Similarly, lower insulating layer 14 being elongated defines a pair of
opposite major sides 14b and opposite minor sides 14c and 14d. The upper
insulating layer 12 and the lower insulating layer 14 should be made from
an insulative, high-temperature material which will not melt when
subjected to overmolding temperatures. For high temperature applications,
such as overmolding that would be around 250.degree. C., a polyimide such
as KAPTON from E.I. du Pont de Nemours & Co., is the preferred material.

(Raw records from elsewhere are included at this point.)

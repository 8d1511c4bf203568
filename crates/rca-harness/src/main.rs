#![forbid(unsafe_code)]

use std::process::ExitCode;

use rca_harness::{Opts, logging, run};

fn main() -> ExitCode {
    let opts = Opts::parse();
    logging::init(&opts.log_filter, opts.log_json);

    match run(&opts) {
        Ok(report) => {
            print!("{report}");
            ExitCode::SUCCESS
        }
        Err(err) => {
            tracing::error!(error = %err, "harness failed");
            eprintln!("error: {err}");
            ExitCode::FAILURE
        }
    }
}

Other materials such as polyetherimides, polyetherketones,
polyethersulfones, polyethylene naphtaltes and meta-aramides may also be
suitable depending on the highest temperature reached during the
overmolding process.
Upper elongated insulating layer 12 has an elongated, centrally disposed
contact area, generally designated 16, on the bottom surface thereof, and
lower elongated insulating layer 14 has an elongated, centrally disposed
contact area, generally designated 18. The contact areas are imprinted or
otherwise adhered to the bottom surface of upper insulating layer 12 and
the top surface of lower insulating layer 14. Inks or adhesives used to
constitute the contact areas 16, 18 should each be made from a suitable
high-temperature material that will not melt or become sticky when
subjected to overmolding temperatures. Silver ink is preferred for high
conductivity. However, carbon/graphite ink or silver/carbon ink may be
suitable, as long as it will not become sticky when exposed to heat and/or
pressure. The preferred high temperature adhesives are acrylic pressure
sensitive adhesives, such as No. 966 from Minnesota Mining and
Manufacturing Company, but other thermoplastic adhesives may be suitable.

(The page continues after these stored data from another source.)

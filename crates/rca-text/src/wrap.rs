#![forbid(unsafe_code)]

//! Greedy word wrap for node labels.
//!
//! Line length is counted in grapheme clusters, so an emoji or an accented
//! letter built from combining marks counts as one character and is never
//! split across lines.
//!
//! Rules:
//! - Words are separated by any run of whitespace (including newlines) and
//!   re-joined with single spaces.
//! - A line is flushed when appending `" " + word` would make it strictly
//!   longer than the limit.
//! - A word longer than the limit is cut into fixed-size chunks, each on its
//!   own line. The line being built before it is flushed first.
//! - The result always holds at least one line; empty input gives `[""]`.
//!
//! # Example
//! ```
//! use rca_text::wrap::wrap_text;
//!
//! let lines = wrap_text("Hello world foo bar", 10);
//! assert_eq!(lines, vec!["Hello", "world foo", "bar"]);
//!
//! let lines = wrap_text("Supercalifragilistic", 8);
//! assert_eq!(lines, vec!["Supercal", "ifragili", "stic"]);
//! ```

use unicode_segmentation::UnicodeSegmentation;
use unicode_width::UnicodeWidthStr;

/// Wrap `text` into lines of at most `max_chars_per_line` graphemes.
///
/// A limit of zero is treated as one.
#[must_use]
pub fn wrap_text(text: &str, max_chars_per_line: usize) -> Vec<String> {
    let limit = max_chars_per_line.max(1);
    let mut lines = Vec::new();
    let mut current = String::new();
    let mut current_len = 0usize;

    for word in text.split_whitespace() {
        let word_len = char_len(word);

        if word_len > limit {
            if !current.is_empty() {
                lines.push(std::mem::take(&mut current));
                current_len = 0;
            }
            lines.extend(chunk_word(word, limit));
            continue;
        }

        if current.is_empty() {
            current.push_str(word);
            current_len = word_len;
        } else if current_len + 1 + word_len > limit {
            lines.push(std::mem::replace(&mut current, word.to_string()));
            current_len = word_len;
        } else {
            current.push(' ');
            current.push_str(word);
            current_len += 1 + word_len;
        }
    }

    if !current.is_empty() || lines.is_empty() {
        lines.push(current);
    }

    lines
}

/// Number of wrapped lines `text` occupies.
#[must_use]
pub fn line_count(text: &str, max_chars_per_line: usize) -> usize {
    wrap_text(text, max_chars_per_line).len()
}

/// Split a word into consecutive chunks of at most `size` graphemes.
fn chunk_word(word: &str, size: usize) -> Vec<String> {
    let graphemes: Vec<&str> = word.graphemes(true).collect();
    graphemes.chunks(size).map(|chunk| chunk.concat()).collect()
}

/// Length of `text` in grapheme clusters.
#[inline]
#[must_use]
pub fn char_len(text: &str) -> usize {
    if text.is_ascii() {
        text.len()
    } else {
        text.graphemes(true).count()
    }
}

/// Truncate text to `max_chars` graphemes, adding `ellipsis` if it was cut.
///
/// If the ellipsis alone does not fit, the text is cut without it.
#[must_use]
pub fn truncate_with_ellipsis(text: &str, max_chars: usize, ellipsis: &str) -> String {
    if char_len(text) <= max_chars {
        return text.to_string();
    }

    let ellipsis_len = char_len(ellipsis);
    if ellipsis_len >= max_chars {
        return text.graphemes(true).take(max_chars).collect();
    }

    let mut result: String = text.graphemes(true).take(max_chars - ellipsis_len).collect();
    result.push_str(ellipsis);
    result
}

/// Calculate the display width of text in terminal cells.
#[inline]
#[must_use]
pub fn display_width(text: &str) -> usize {
    text.width()
}

#[cfg(test)]
mod tests {
    use super::*;

    // ==========================================================================
    // wrap_text tests
    // ==========================================================================

    #[test]
    fn wrap_text_no_wrap_needed() {
        assert_eq!(wrap_text("hello", 10), vec!["hello"]);
    }

    #[test]
    fn wrap_text_exact_fit_stays_on_line() {
        // "hello world" is 11 chars: fits a limit of 11 exactly.
        assert_eq!(wrap_text("hello world", 11), vec!["hello world"]);
        assert_eq!(wrap_text("hello world", 10), vec!["hello", "world"]);
    }

    #[test]
    fn wrap_text_multiple_words() {
        assert_eq!(
            wrap_text("hello world foo bar", 11),
            vec!["hello world", "foo bar"]
        );
    }

    #[test]
    fn wrap_text_collapses_whitespace() {
        assert_eq!(wrap_text("  a \n\t b  ", 10), vec!["a b"]);
    }

    #[test]
    fn wrap_text_empty_string() {
        assert_eq!(wrap_text("", 10), vec![""]);
        assert_eq!(wrap_text("   ", 10), vec![""]);
    }

    #[test]
    fn long_word_is_chunked() {
        let lines = wrap_text("abcdefghij", 4);
        assert_eq!(lines, vec!["abcd", "efgh", "ij"]);
    }

    #[test]
    fn long_word_flushes_current_line_first() {
        let lines = wrap_text("no generatorsupplyissue here", 8);
        assert_eq!(lines, vec!["no", "generato", "rsupplyi", "ssue", "here"]);
    }

    #[test]
    fn word_after_chunks_starts_fresh_line() {
        // The last chunk is its own line even when the next word would fit.
        assert_eq!(wrap_text("abcde f", 4), vec!["abcd", "e", "f"]);
    }

    #[test]
    fn zero_limit_treated_as_one() {
        assert_eq!(wrap_text("ab", 0), vec!["a", "b"]);
    }

    #[test]
    fn graphemes_are_not_split() {
        let lines = wrap_text("e\u{0301}e\u{0301}e\u{0301}", 2);
        assert_eq!(lines.len(), 2);
        assert_eq!(lines[0], "e\u{0301}e\u{0301}");
    }

    #[test]
    fn line_count_matches_wrap() {
        assert_eq!(line_count("Cold chain stockouts", 10), 2);
        assert_eq!(line_count("Cold chain stockouts", 9), 3);
        assert_eq!(line_count("", 10), 1);
    }

    // ==========================================================================
    // Truncation tests
    // ==========================================================================

    #[test]
    fn truncate_no_change_if_fits() {
        assert_eq!(truncate_with_ellipsis("hello", 10, "..."), "hello");
    }

    #[test]
    fn truncate_with_ellipsis_ascii() {
        assert_eq!(truncate_with_ellipsis("hello world", 8, "..."), "hello...");
    }

    #[test]
    fn truncate_when_ellipsis_too_wide() {
        assert_eq!(truncate_with_ellipsis("hello", 2, "..."), "he");
    }

    #[test]
    fn display_width_cjk() {
        assert_eq!(display_width("你好"), 4);
        assert_eq!(char_len("你好"), 2);
    }
}

#[cfg(test)]
mod proptests {
    use super::*;
    use proptest::prelude::*;

    proptest! {
        #[test]
        fn lines_never_exceed_limit(s in "[a-zA-Z ]{0,120}", limit in 1usize..40) {
            for line in wrap_text(&s, limit) {
                prop_assert!(char_len(&line) <= limit, "line '{}' exceeds {}", line, limit);
            }
        }

        #[test]
        fn single_long_word_chunk_count(word in "[a-z]{1,120}", limit in 1usize..30) {
            let lines = wrap_text(&word, limit);
            let expected = if word.len() > limit { word.len().div_ceil(limit) } else { 1 };
            prop_assert_eq!(lines.len(), expected);
            prop_assert_eq!(lines.concat(), word);
        }

        #[test]
        fn content_preserved(s in "[a-zA-Z ]{0,120}", limit in 1usize..40) {
            let lines = wrap_text(&s, limit);
            let rejoined: String = lines.concat();
            prop_assert_eq!(s.replace(' ', ""), rejoined.replace(' ', ""));
        }

        #[test]
        fn deterministic(s in "\\PC{0,80}", limit in 1usize..40) {
            prop_assert_eq!(wrap_text(&s, limit), wrap_text(&s, limit));
        }

        #[test]
        fn lines_have_no_edge_whitespace(s in "[a-z \\n\\t]{0,80}", limit in 1usize..20) {
            for line in wrap_text(&s, limit) {
                prop_assert_eq!(line.trim(), line.as_str());
            }
        }
    }
}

Contact area 16 has a rectangular peripheral conductive band 16a joined by
diagonal conductive bands 16b, and contact area 18 has a rectangular
peripheral conductive band 18a joined by a plurality of diagonal
conductive bands 18b. Diagonal conductive bands 16b define a crisscross
pattern with diagonal conductive bands 18b lengthwise of the contact areas
16 and 18, so that the contact areas will mutually engage when moved
toward each other at any point lengthwise of the pattern of conductive
bands. Contact area 16 is extended into end tab portion 12a of upper
insulating layer 12 by a conductive band extension 16c, and contact area
18 is extended into end tab portion 14a of lower insulating layer 14 by a
conductive band extension 18c. Band extensions 16c and 18c are connectible
to appropriate conductive leads to a device which is to be switched.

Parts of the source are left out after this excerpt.